No one was hiding what Alan Locke had been now. They were proud of him, and they were going to raise a glass in his honor. When the Proddy scum police north of the border finally released his body, they’d have a proper funeral too. Armed men firing volleys over the coffin. The works.

The fact that RUC Special Branch hadn’t deemed this wake an event worth attending told you everything you needed to know about Special Branch.

Crabbie and I had been to the bar and got a glass of lager to blend in with everyone else.

“So, are you allowed into a Catholic wake?” I asked him.

“Of course,” he said dismissively, and then added in a whisper, “Will there be kneeling?”

Presbyterians didn’t kneel.

“No kneeling, no prayers, just speeches and drinking and maybe music.”

By nine p.m. it was so crowded, it was easy for us to get close to Brendan’s table without it being suspicious. Brendan was holding forth on cement making. We drifted away. Booze would loosen his tongue.

At ten, a man I didn’t know got up and said a few words about Alan. The man was drunk and mumbled things about the movement and about Alan being a great friend and a great comrade.

When he was done, there was scattered applause, and two fiddles, a bodhran, a guitar, and a set of Irish pipes began to play folk standards.

Crabbie and I drifted in and out of conversations, catching snatches here, snatches there. Close to midnight, I saw Inspector O’Neill and some of his lads, who had also thought to sneak in to see what they could pick up.

I nodded at him.

He nodded back.

We said nothing.

Finally, Crabbie and I managed to get close to Brendan’s table again, where Brendan was talking about death by shotgun.

“No, no, all things considered, a shotgun blast to the head isn’t so bad,” Brendan was saying. “Especially in the old bonce, like. All over in a flash. Stand well back, though. No, that’s an easy way to go. Have you heard about this brain-eating amoeba? That’s a bad one. It lives in lakes, and if it gets up your nose it burrows into your brain. First thing you know is a headache. Headache gets worse and you go in for a CAT scan. And lo and behold, your brain is riddled with amoeba. No way to get it out without turning you into a vegetable. No cure at all. Only thing to do is shoot yourself.”

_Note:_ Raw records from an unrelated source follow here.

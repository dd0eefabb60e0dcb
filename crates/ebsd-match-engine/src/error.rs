use ebsd_match_core::{GridError, GridShape, SymmetryError};

/// Structural errors that abort a matching run (or one phase of it).
#[derive(thiserror::Error, Debug, Clone, PartialEq)]
pub enum MatchError {
    #[error(transparent)]
    UnsupportedSymmetry(#[from] SymmetryError),
    #[error(transparent)]
    ShapeMismatch(#[from] GridError),
    #[error("no crystal symmetry configured for phase {}", display_phase(.phase))]
    MissingSymmetry { phase: Option<i32> },
    #[error("invalid match parameters: {0}")]
    InvalidParams(String),
}

/// Per-entry listing problems. These are logged and skipped, never fatal.
#[derive(thiserror::Error, Debug, Clone, PartialEq, Eq)]
pub enum ListingError {
    #[error("malformed listing entry '{line}': expected '<name>.tif,<index>'")]
    Malformed { line: String },
    #[error("listing entry '{filename}' index {index} is outside the {shape} scan")]
    IndexOutOfRange {
        filename: String,
        index: usize,
        shape: GridShape,
    },
}

fn display_phase(phase: &Option<i32>) -> String {
    phase.map_or_else(|| "<none>".to_string(), |p| p.to_string())
}
use std::fmt;

use serde::{Deserialize, Serialize};

/// Errors raised when scan grids do not line up.
#[derive(thiserror::Error, Debug, Clone, PartialEq, Eq)]
pub enum GridError {
    #[error("grid '{name}' has shape {got}, expected {expected}")]
    ShapeMismatch {
        name: String,
        expected: GridShape,
        got: GridShape,
    },
    #[error("grid '{name}' row {row} has {got} columns, expected {expected}")]
    Ragged {
        name: String,
        row: usize,
        expected: usize,
        got: usize,
    },
    #[error("grid data length {got} does not match shape {shape}")]
    DataLength { shape: GridShape, got: usize },
}

/// Number of rows and columns of a rectangular scan.
#[derive(Clone, Copy, Debug, Default, PartialEq, Eq, Hash, Serialize, Deserialize)]
pub struct GridShape {
    pub rows: usize,
    pub cols: usize,
}

impl fmt::Display for GridShape {
    fn fmt(&self, f: &mut fmt::Formatter<'_>) -> fmt::Result {
        write!(f, "{}x{}", self.rows, self.cols)
    }
}

impl GridShape {
    pub const fn new(rows: usize, cols: usize) -> Self {
        Self { rows, cols }
    }

    #[inline]
    pub fn len(&self) -> usize {
        self.rows * self.cols
    }

    #[inline]
    pub fn is_empty(&self) -> bool {
        self.len() == 0
    }

    /// Row/column of a 0-based row-major index.
    #[inline]
    pub fn coords_of(&self, index: usize) -> Option<GridCoords> {
        if index >= self.len() {
            return None;
        }
        Some(GridCoords {
            row: index / self.cols,
            col: index % self.cols,
        })
    }

    /// Row/column of a 1-based scan index as used by listings and reports.
    #[inline]
    pub fn coords_of_source_index(&self, source_index: usize) -> Option<GridCoords> {
        source_index.checked_sub(1).and_then(|i| self.coords_of(i))
    }

    /// 0-based row-major index of `coords`.
    #[inline]
    pub fn index_of(&self, coords: GridCoords) -> Option<usize> {
        (coords.row < self.rows && coords.col < self.cols)
            .then(|| coords.row * self.cols + coords.col)
    }

    /// Fail with [`GridError::ShapeMismatch`] unless `other` equals `self`.
    pub fn ensure_matches(&self, name: &str, other: GridShape) -> Result<(), GridError> {
        if *self == other {
            Ok(())
        } else {
            Err(GridError::ShapeMismatch {
                name: name.to_string(),
                expected: *self,
                got: other,
            })
        }
    }
}

/// 0-based grid position.
#[derive(Clone, Copy, Debug, PartialEq, Eq, Hash, PartialOrd, Ord, Serialize, Deserialize)]
pub struct GridCoords {
    pub row: usize,
    pub col: usize,
}

/// Row-major 2-D array.
#[derive(Clone, Debug, PartialEq)]
pub struct Grid<T> {
    shape: GridShape,
    data: Vec<T>, // row-major, len = rows * cols
}

impl<T> Grid<T> {
    pub fn from_vec(shape: GridShape, data: Vec<T>) -> Result<Self, GridError> {
        if data.len() != shape.len() {
            return Err(GridError::DataLength {
                shape,
                got: data.len(),
            });
        }
        Ok(Self { shape, data })
    }

    /// Build from nested rows; every row must have the width of the first.
    pub fn from_rows(name: &str, rows: Vec<Vec<T>>) -> Result<Self, GridError> {
        let cols = rows.first().map_or(0, Vec::len);
        let shape = GridShape::new(rows.len(), cols);
        let mut data = Vec::with_capacity(shape.len());
        for (row, values) in rows.into_iter().enumerate() {
            if values.len() != cols {
                return Err(GridError::Ragged {
                    name: name.to_string(),
                    row,
                    expected: cols,
                    got: values.len(),
                });
            }
            data.extend(values);
        }
        Ok(Self { shape, data })
    }

    #[inline]
    pub fn shape(&self) -> GridShape {
        self.shape
    }

    #[inline]
    pub fn get(&self, coords: GridCoords) -> Option<&T> {
        self.shape.index_of(coords).map(|i| &self.data[i])
    }

    #[inline]
    pub fn get_flat(&self, index: usize) -> Option<&T> {
        self.data.get(index)
    }

    #[inline]
    pub fn as_slice(&self) -> &[T] {
        &self.data
    }

    pub fn map<U>(&self, f: impl FnMut(&T) -> U) -> Grid<U> {
        Grid {
            shape: self.shape,
            data: self.data.iter().map(f).collect(),
        }
    }
}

“Is that why you never learned to swim, Brendan?” a young flunky asked him.

“I never learned to swim, because there were no swimming pools and the sea was too fucking cold.”

An older man came by with a tray full of whiskies and handed them out.

“To Alan!” everyone said, and we raised our lagers.

One of Brendan’s mates took up the subject now. “There’s much worse ways than your amoeba, so there is. Me uncle was in the British army, and he told me what the Japs used to do in Burma. They cut you and stake you out on an anthill. Ants would eat you alive over days. They’d bring you water so you stayed alive while they ate you.”

“Fucking British army scum. That’s what they fucking deserve,” Brendan said. “Only thing worse than the fucking British army is the fucking traitor Micks who work for them.”

“I think he’s talking about us,” I whispered to Crabbie.

“Ssssh,for God’s sake, Sean!” Crabbie hissed.

“Maybe we should go over there and introduce ourselves.”

“Maybe not.”

“If I had the cancer, I’d jump off the cliffs of Moher,” another of the old stagers was saying.

This brought a round of murmured agreement from the men.

“If you’ve got the bottle to do it, there’s only one way: shoot yourself in the heart first and shoot yourself in the head,” Brendan said.

“After you’ve just shot yourself in the heart?”